Citing Discriminatory Policies, Merck Drops Boy Scout Funding

The Merck Company Foundation, the charitable arm of pharmaceutical manufacturer Merck and Company, announced last week it was halting all contributions to the Boy Scouts of America until that organization ceases discriminating on the basis of sexual orientation.

Merck’s decision follows announcements by the UPS Foundation and the Intel Foundation that they would stop donating to Boy Scout groups that engage in discrimination.

Merck spokesperson Kelley Dougherty told The American Independent that the company began to evaluate its corporate giving policies in July because of the Boy Scouts stance on sexual orientation. News of other corporate foundations that have halted funding for the Boy Scouts were not a part of Merck’s decision-making, she said.

In a letter obtained by Scouts for Equality, Merck Foundation vice president Brian Grill noted that the change would affect all levels of giving at Merck, including “direct funding from the Merck Foundation, the matching of gifts from Merck employees, and paid time off for volunteering.”

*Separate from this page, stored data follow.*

#[test]
fn cancelled_token_aborts_decode() {
  let fx = build_raw14_arw();
  let cancel = CancelToken::new();
  cancel.cancel();
  let options = DecodeOptions {
    cancel,
    ..Default::default()
  };
  assert!(matches!(arwloader::decode_buffer(&fx.file, &options), Err(ArwError::Cancelled)));
}

#[test]
fn overrides_replace_sr2_calibration() {
  let fx = build_raw14_arw();
  let options = DecodeOptions {
    black_level_override: Some(0),
    white_balance_override: Some(Wb::neutral()),
    ..Default::default()
  };
  let image = arwloader::decode_buffer(&fx.file, &options).unwrap();
  assert_eq!(image.at(0, 0), &[1512, 1280, 2560, u16::MAX]);
}

fn build_craw_arw(raw_type: u16) -> Vec<u8> {
  let width = 32usize;
  let height = 2usize;

  let mut payload = Vec::new();
  for _ in 0..height {
    let mut w = LsbWriter::new();
    w.push_block(600, 520, 0, 1, &[10; 14]);
    w.push_block(1000, 900, 0, 1, &[20; 14]);
    w.out.resize(width, 0);
    payload.extend(w.out);
  }

  let mut file = new_le_file();
  let payload_offset = file.len() as u32;
  file.extend(&payload);

  let ifd0 = write_ifd(
    &mut file,
    &[
      (TiffCommonTag::ImageWidth as u16, Val::Short(vec![width as u16])),
      (TiffCommonTag::ImageLength as u16, Val::Short(vec![height as u16])),
      (TiffCommonTag::BitsPerSample as u16, Val::Short(vec![8])),
      (TiffCommonTag::Compression as u16, Val::Short(vec![32767])),
      (TiffCommonTag::StripOffsets as u16, Val::Long(vec![payload_offset])),
      (TiffCommonTag::StripByteCounts as u16, Val::Long(vec![payload.len() as u32])),
      (TiffCommonTag::SonyRawFileType as u16, Val::Short(vec![raw_type])),
      (
        TiffCommonTag::SonyToneCurve as u16,
        Val::Long(vec![800 << 2, 1600 << 2, 2400 << 2, 3200 << 2]),
      ),
    ],
    0,
    0,
  );
  finish_header(&mut file, ifd0);
  file
}

#[test]
fn craw_full_pipeline_without_curve() {
  let file = build_craw_arw(RawType::Craw as u16);
  let options = DecodeOptions {
    black_level_override: Some(0),
    demosaic: DemosaicMethod::PassThrough,
    disable_gamma: true,
    ..Default::default()
  };
  let image = arwloader::decode_buffer(&file, &options).unwrap();

  assert_eq!(image.width, 32);
  assert_eq!(image.height, 2);
  // channel 0 (even columns of row 0 are red sites): anchors then min+delta
  assert_eq!(image.at(0, 0)[0], 600 << 3);
  assert_eq!(image.at(0, 2)[0], 520 << 3);
  assert_eq!(image.at(0, 4)[0], 530 << 3);
  // channel 1 (odd columns)
  assert_eq!(image.at(0, 1)[1], 1000 << 3);
  assert_eq!(image.at(0, 3)[1], 900 << 3);
  assert_eq!(image.at(0, 5)[1], 920 << 3);
}

#[test]
fn craw_curve_keeps_values_in_range_and_order() {
  let file = build_craw_arw(RawType::Craw as u16);
  let options = DecodeOptions {
    black_level_override: Some(0),
    demosaic: DemosaicMethod::PassThrough,
    ..Default::default()
  };
  let image = arwloader::decode_buffer(&file, &options).unwrap();

  for pix in image.pixels() {
    assert!(pix[0] <= 16383 && pix[1] <= 16383 && pix[2] <= 16383);
  }
  // the tone curve is monotonic: larger quantized input, larger output
  let lo = image.at(0, 2)[0]; // 520
  let hi = image.at(0, 0)[0]; // 600
  assert!(hi >= lo);
}

#[test]
fn lossless_craw_is_declined() {
  let file = build_craw_arw(RawType::CrawLossless as u16);
  let err = arwloader::decode_buffer(&file, &DecodeOptions::default()).unwrap_err();
  assert!(matches!(err, ArwError::UnsupportedRawType(4)));
}

#[test]
fn raw12_is_recognized_but_declined() {
  let file = build_craw_arw(RawType::Raw12 as u16);
  let err = arwloader::decode_buffer(&file, &DecodeOptions::default()).unwrap_err();
  assert!(matches!(err, ArwError::UnsupportedRawType(2)));
}

#[test]
fn unknown_raw_type_value_is_declined() {
  let file = build_craw_arw(99);
  let err = arwloader::decode_buffer(&file, &DecodeOptions::default()).unwrap_err();
  assert!(matches!(err, ArwError::UnsupportedRawType(99)));
}

#[test]
fn inline_and_pointer_values_resolve() {
  let mut file = new_le_file();
  let ifd0 = write_ifd(
    &mut file,
    &[
      (0x0100, Val::Short(vec![0x1800])),
      (0x0111, Val::Long(vec![0x1000, 0x2000])),
    ],
    0,
    0,
  );
  finish_header(&mut file, ifd0);

  let tiff = TiffReader::new(&mut Cursor::new(&file)).unwrap();
  let root = tiff.root_ifd();
  assert_eq!(root.entry_count(), 2);
  assert_eq!(root.get_entry(TiffCommonTag::ImageWidth).unwrap().value, Value::Short(vec![0x1800]));
  let strips = root.get_entry(TiffCommonTag::StripOffsets).unwrap();
  assert_eq!(strips.value, Value::Long(vec![0x1000, 0x2000]));
  // a two-element LONG cannot be inline
  assert!(strips.offset as usize >= 8);
}

#[test]
fn empty_ifd_parses() {
  let mut file = new_le_file();
  let ifd0 = write_ifd(&mut file, &[], 0, 0);
  finish_header(&mut file, ifd0);

  let tiff = TiffReader::new(&mut Cursor::new(&file)).unwrap();
  assert_eq!(tiff.root_ifd().entry_count(), 0);
  assert_eq!(tiff.root_ifd().next_ifd(), 0);
}

#[test]
fn big_endian_file_parses() {
  let mut file = b"MM\x00\x2a\x00\x00\x00\x08".to_vec();
  // one entry: ImageWidth (0x0100), SHORT, count 1, value 0x1800 inline
  file.extend(1u16.to_be_bytes());
  file.extend(0x0100u16.to_be_bytes());
  file.extend(3u16.to_be_bytes());
  file.extend(1u32.to_be_bytes());
  file.extend(0x1800u16.to_be_bytes());
  file.extend([0u8, 0]);
  file.extend(0u32.to_be_bytes());

  let tiff = TiffReader::new(&mut Cursor::new(&file)).unwrap();
  assert_eq!(tiff.root_ifd().get_entry(TiffCommonTag::ImageWidth).unwrap().value, Value::Short(vec![0x1800]));
}

#[test]
fn bad_magic_is_rejected() {
  let err = arwloader::decode_buffer(b"II\x2b\x00\x08\x00\x00\x00", &DecodeOptions::default()).unwrap_err();
  assert!(matches!(err, ArwError::Tiff(TiffError::BadMagic(0x2b))));
}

Grill added that the new policy would apply to all organizations that are not in line with Merck’s guidelines. “As part of the broader review of funding decisions in 2013, the Foundation is currently assessing all current and future funding commitments to ensure that it is not funding organizations with policies contrary to its own,” he wrote.

In 2011, the Merck Foundation gave $25,000 to the Transatlantic Council of the Boy Scouts, which serves American youth living overseas, including children of members of the armed services and American diplomats. Merck also gave $5,000 to the Boy Scouts’ National Youth Leadership Training program.

In the first quarter of 2012, Merck gave $10,000 to the Boy Scouts’ Cradle of Liberty Council in Philadelphia. The grant went toward a 2012 gala to honor Merck CEO Ken Fraizer with the “Good Scout Award.”

LGBT rights groups praised the decisions made by Merck, Intel, and UPS.

“These companies are helping to bring change to the Boy Scouts of America by speaking out against the discriminatory policy and in support of the young people who are harmed by it.,” Herndon Graddick, president of GLAAD, said in a statement on Monday. “The Boy Scouts of America should take the health of their organization into account and focus making scouting open to all, rather than working to keep an outdated and unpopular ban in place.”

An investigation by The American Independent in September showed that many of the top 50 corporate foundations had donated to the Boy Scouts of America and its subdivisions in 2010 despite the Boy Scouts’ policy forbidding “open and avowed homosexuals” from participating in scouting.

Currently, a Change.org petition asking the Verizon Foundation to end support for the Boy Scouts until it changes its policy has garnered nearly 64,000 signatures. The petition was started by Scouts for Equality’s Zach Wahls.

In 2010, Verizon gave roughly $318,000 to various Boy Scout entities, despite the fact that the foundation’s grant guidelines say that in order to be “eligible for funding consideration, organizations must … serve the community without discrimination on the basis of age, color, citizenship, disability, disabled veteran status, gender, race, religion, national origin, marital status, sexual orientation, military service or status or Vietnam-era veteran status.”